I'm also coming late to this discussion, and I haven't read Perloff's article thoroughly myself--but one remark Stefano makes struck a chord with me and I thought I'd address it  briefly. I might have more to say about Perloff's article later. 
 

Stefano writes, 
 
 


 
 
What's interesting about that piece is its theme, the "constructed anarchy" issue. I might sound a bit naive on this but one of the things that keeps me hooked on Cage's works and writings is the apparent paradox of the rules he followed to practice anarchy.



 
 
 

I studied Cage's interest in anarchism in my dissertation, and haven't yet written up the results in a proper article, but I hope to do this.
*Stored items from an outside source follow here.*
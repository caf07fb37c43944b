use std::path::{Path, PathBuf};

use crate::utils::env::read_env_string;

const APP_DIR_NAME: &str = "launcher-pipeline";
const PORTABLE_MARKER: &str = "portable.config.json";

fn ensure_dir(path: &Path) -> Option<PathBuf> {
    if path.as_os_str().is_empty() {
        return None;
    }
    if std::fs::create_dir_all(path).is_ok() {
        return Some(path.to_path_buf());
    }
    None
}

fn is_portable_root(path: &Path) -> bool {
    path.join(PORTABLE_MARKER).exists()
}

pub fn resolve_root_dir() -> PathBuf {
    if let Some(value) = read_env_string("LAUNCHER_ROOT_DIR") {
        if let Some(dir) = ensure_dir(&PathBuf::from(value)) {
            return dir;
        }
    }

    if let Ok(exe) = std::env::current_exe() {
        if let Some(dir) = exe.parent() {
            if is_portable_root(dir) {
                return dir.to_path_buf();
            }
        }
    }

    if let Some(data_local) = dirs::data_local_dir() {
        if let Some(found) = ensure_dir(&data_local.join(APP_DIR_NAME)) {
            return found;
        }
    }

    if let Some(home) = dirs::home_dir() {
        if let Some(found) = ensure_dir(&home.join(format!(".{}", APP_DIR_NAME))) {
            return found;
        }
    }

    PathBuf::from(".")
}

fn resolve_child(root: &Path, name: &str) -> PathBuf {
    let candidate = root.join(name);
    ensure_dir(&candidate).unwrap_or_else(|| root.to_path_buf())
}

pub fn resolve_installers_dir(root: &Path) -> PathBuf {
    resolve_child(root, "installers")
}

pub fn resolve_games_dir(root: &Path) -> PathBuf {
    if let Some(value) = read_env_string("LAUNCHER_GAMES_DIR") {
        if let Some(dir) = ensure_dir(&PathBuf::from(value)) {
            return dir;
        }
    }
    resolve_child(root, "games")
}

pub fn resolve_cache_dir(root: &Path) -> PathBuf {
    resolve_child(root, "cache")
}

pub fn resolve_log_dir(root: &Path) -> PathBuf {
    resolve_child(root, "logs")
}

#[cfg(test)]
mod tests {
    use super::*;
    use uuid::Uuid;

    #[test]
    fn children_are_created_under_root() {
        let root = std::env::temp_dir().join(format!("pipeline-paths-test-{}", Uuid::new_v4()));
        std::fs::create_dir_all(&root).expect("create root");

        let installers = resolve_installers_dir(&root);
        let cache = resolve_cache_dir(&root);

        assert_eq!(installers, root.join("installers"));
        assert_eq!(cache, root.join("cache"));
        assert!(installers.is_dir());
        assert!(cache.is_dir());
    }
}
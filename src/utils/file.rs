use std::fs;
use std::io;
use std::path::{Path, PathBuf};

#[derive(Clone, Debug)]
pub struct FileManager {
    installers_dir: PathBuf,
    install_dir: PathBuf,
    cache_dir: PathBuf,
}

impl FileManager {
    pub fn new(installers_dir: PathBuf, install_dir: PathBuf, cache_dir: PathBuf) -> Self {
        Self {
            installers_dir,
            install_dir,
            cache_dir,
        }
    }

    pub fn installers_dir(&self) -> &Path {
        &self.installers_dir
    }

    pub fn install_dir(&self) -> &Path {
        &self.install_dir
    }

    pub fn get_game_dir(&self, game_slug: &str) -> PathBuf {
        self.install_dir.join(sanitize_folder_name(game_slug))
    }

    pub fn get_installer_dir(&self, game_slug: &str) -> PathBuf {
        self.installers_dir.join(sanitize_folder_name(game_slug))
    }

    pub fn get_thumbnail_path(&self, game_id: &str) -> PathBuf {
        self.cache_dir
            .join("thumbnails")
            .join(format!("{}.jpg", sanitize_folder_name(game_id)))
    }

    pub fn write_atomic(&self, path: &Path, contents: &[u8]) -> io::Result<()> {
        let temp_path = path.with_extension("tmp");
        if let Some(parent) = temp_path.parent() {
            fs::create_dir_all(parent)?;
        }
        let mut file = fs::File::create(&temp_path)?;
        use std::io::Write;
        file.write_all(contents)?;
        file.sync_all()?;
        drop(file);
        fs::rename(temp_path, path)?;
        Ok(())
    }

    /// Entry point of a multi-part installer: `.sh`/`.exe` files win over data parts.
    pub fn find_installer(&self, game_slug: &str) -> Option<PathBuf> {
        let mut files: Vec<PathBuf> = fs::read_dir(self.get_installer_dir(game_slug))
            .ok()?
            .filter_map(|entry| entry.ok().map(|e| e.path()))
            .filter(|path| path.is_file())
            .collect();
        files.sort_by_key(|path| (!is_installer_entry(path), path.clone()));
        files.into_iter().next()
    }
}

fn is_installer_entry(path: &Path) -> bool {
    path.extension()
        .and_then(|ext| ext.to_str())
        .map(|ext| matches!(ext.to_ascii_lowercase().as_str(), "sh" | "exe"))
        .unwrap_or(false)
}

pub fn sanitize_folder_name(value: &str) -> String {
    let cleaned = value
        .chars()
        .map(|ch| match ch {
            '\\' | '/' | ':' | '*' | '?' | '"' | '<' | '>' | '|' => '_',
            _ => ch,
        })
        .collect::<String>()
        .trim()
        .trim_end_matches('.')
        .to_string();
    if cleaned.is_empty() || cleaned == ".." {
        "_".to_string()
    } else {
        cleaned
    }
}

pub fn remove_file_if_exists(path: &Path) -> io::Result<()> {
    match fs::remove_file(path) {
        Ok(()) => Ok(()),
        Err(err) if err.kind() == io::ErrorKind::NotFound => Ok(()),
        Err(err) => Err(err),
    }
}
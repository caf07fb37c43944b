use std::path::PathBuf;
use std::process::ExitCode;

use clap::Parser;
use tokio::sync::mpsc;

use launcher_pipeline::config::PipelineConfig;
use launcher_pipeline::logging;
use launcher_pipeline::services::{Download, DownloadEvent, DownloadManager, DownloadState};
use launcher_pipeline::Result;

/// Fetch one file through the launcher download manager.
#[derive(Parser)]
#[command(name = "launcher-fetch", version)]
struct Cli {
    /// Remote file URL.
    url: String,
    /// Destination path; an existing partial file is resumed.
    destination: PathBuf,
    /// XML chunk descriptor used to verify the partial file and the result.
    #[arg(short, long)]
    manifest: Option<String>,
    /// Expected size in bytes when no descriptor is given.
    #[arg(short, long)]
    size: Option<u64>,
    /// Log to the pipeline log directory instead of stderr.
    #[arg(long)]
    log_file: bool,
}

#[tokio::main]
async fn main() -> ExitCode {
    let cli = Cli::parse();
    let config = PipelineConfig::from_env();
    let logged = if cli.log_file {
        logging::init(&config.log_dir)
    } else {
        logging::init_stderr()
    };
    if let Err(err) = logged {
        eprintln!("failed to initialize logging: {err}");
    }
    match run(cli, config).await {
        Ok(DownloadState::Completed) => ExitCode::SUCCESS,
        Ok(state) => {
            eprintln!("download ended in state {state}");
            ExitCode::FAILURE
        }
        Err(err) => {
            eprintln!("launcher-fetch: {err}");
            ExitCode::FAILURE
        }
    }
}

async fn run(cli: Cli, config: PipelineConfig) -> Result<DownloadState> {
    let manager = DownloadManager::new(config.download)?;

    let mut download = Download::new(&cli.url, cli.destination);
    if let Some(size) = cli.size {
        download = download.with_expected_size(size);
    }
    if let Some(manifest_url) = cli.manifest.as_deref() {
        download = download.with_manifest(manager.fetch_manifest(manifest_url).await?);
    }

    let (tx, mut events) = mpsc::unbounded_channel::<DownloadEvent>();
    let listener = manager.add_listener(tx);
    manager.download_now(download.clone());

    let mut last_percent = None;
    let mut state = DownloadState::Queued;
    while let Some(event) = events.recv().await {
        if event.download != download {
            continue;
        }
        state = event.state;
        match event.state {
            DownloadState::Progress => {
                let percent = event.download.progress();
                if last_percent != Some(percent) {
                    eprint!("\r{:>3}%", percent);
                    last_percent = Some(percent);
                }
            }
            DownloadState::Failed => {
                eprintln!();
                if let Some(message) = event.message.as_deref() {
                    eprintln!("{message}");
                }
                break;
            }
            other if other.is_terminal() => {
                eprintln!();
                break;
            }
            _ => {}
        }
    }

    manager.remove_listener(listener);
    Ok(state)
}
Briefly, anarchism for Cage does not, I think, mean a state of total chaos, but rather a political affiliation in which the individuals involved mutually work out how they will live together in an action of continual negotiation and renegotiation. There  is, then, no paradox between rules rigorously followed and a resulting constructed anarchism. What Cage aimed to do in his music was to allow all the instruments and voices (the sounds) the opportunity to seem equally important, and (for the audience) the possibility that all those various sounds could be heard in a multiplicity of ways. Cage's music is indeed a model of anarchistic communities, and the act of listening to them a kind of participation within those communities. (Joan Retallack makes this point brilliantly in, I think, "Poethics of a Complex Realism.")
 To this I would add that Cage's discipline and rigor relate not so much to his anarchistic beliefs as they do to his peculiar appropriation of Zen principles into his work. I believe it's very difficult (and probably unproductive) to try completely to disentangle the various strands that make up his aesthetic practice but rather, to maintain a more synthetic approach when thinking critically about his ideas. (As indeed Cage himself did in his vast appropriations of disparate thinkers.)

 
 
 

All best,
 

Rob
 


 
 
 
 Thanks for your very informative reply Rob. I haven't thought of anarchy the way you put it (as you say Cage actually put it:-). If so, then there's no need to speak of a "paradox" since my use of that word descends from the usual notion of anarchy that is "total chaos", more or less. Cage implied the use of smartness for his anarchic world, something that man wasn't possessing at all, like he used to say.
 
 Your words also reminded me of the creativeness left to the audience which is a real peer of the executor (as well as of the composer) in his music, if we could only open our ears! That is the anarchy is was aiming to I suspect. Of course his rigidness could be related to his embrace of the Zen principles but I cannot go much further than agreeing with you as I haven't vetted this aspect too deeply yet.
 
 One more thing though. While reading Julia Robinson's extended essay in "The Anarchy of Silence" catalog, a very crucial point is made. She calls it "symbolic investiture" which, if I got it right, consists in the way Cage absorbed and made his own use of other thinkers' opinions and theories. Cage might be the very first one to creatively appropriate of someone else's work, not just a mere quoting process.
 
 That said, it would be nice to read your dissertation on Cage's anarchy whenever you write it.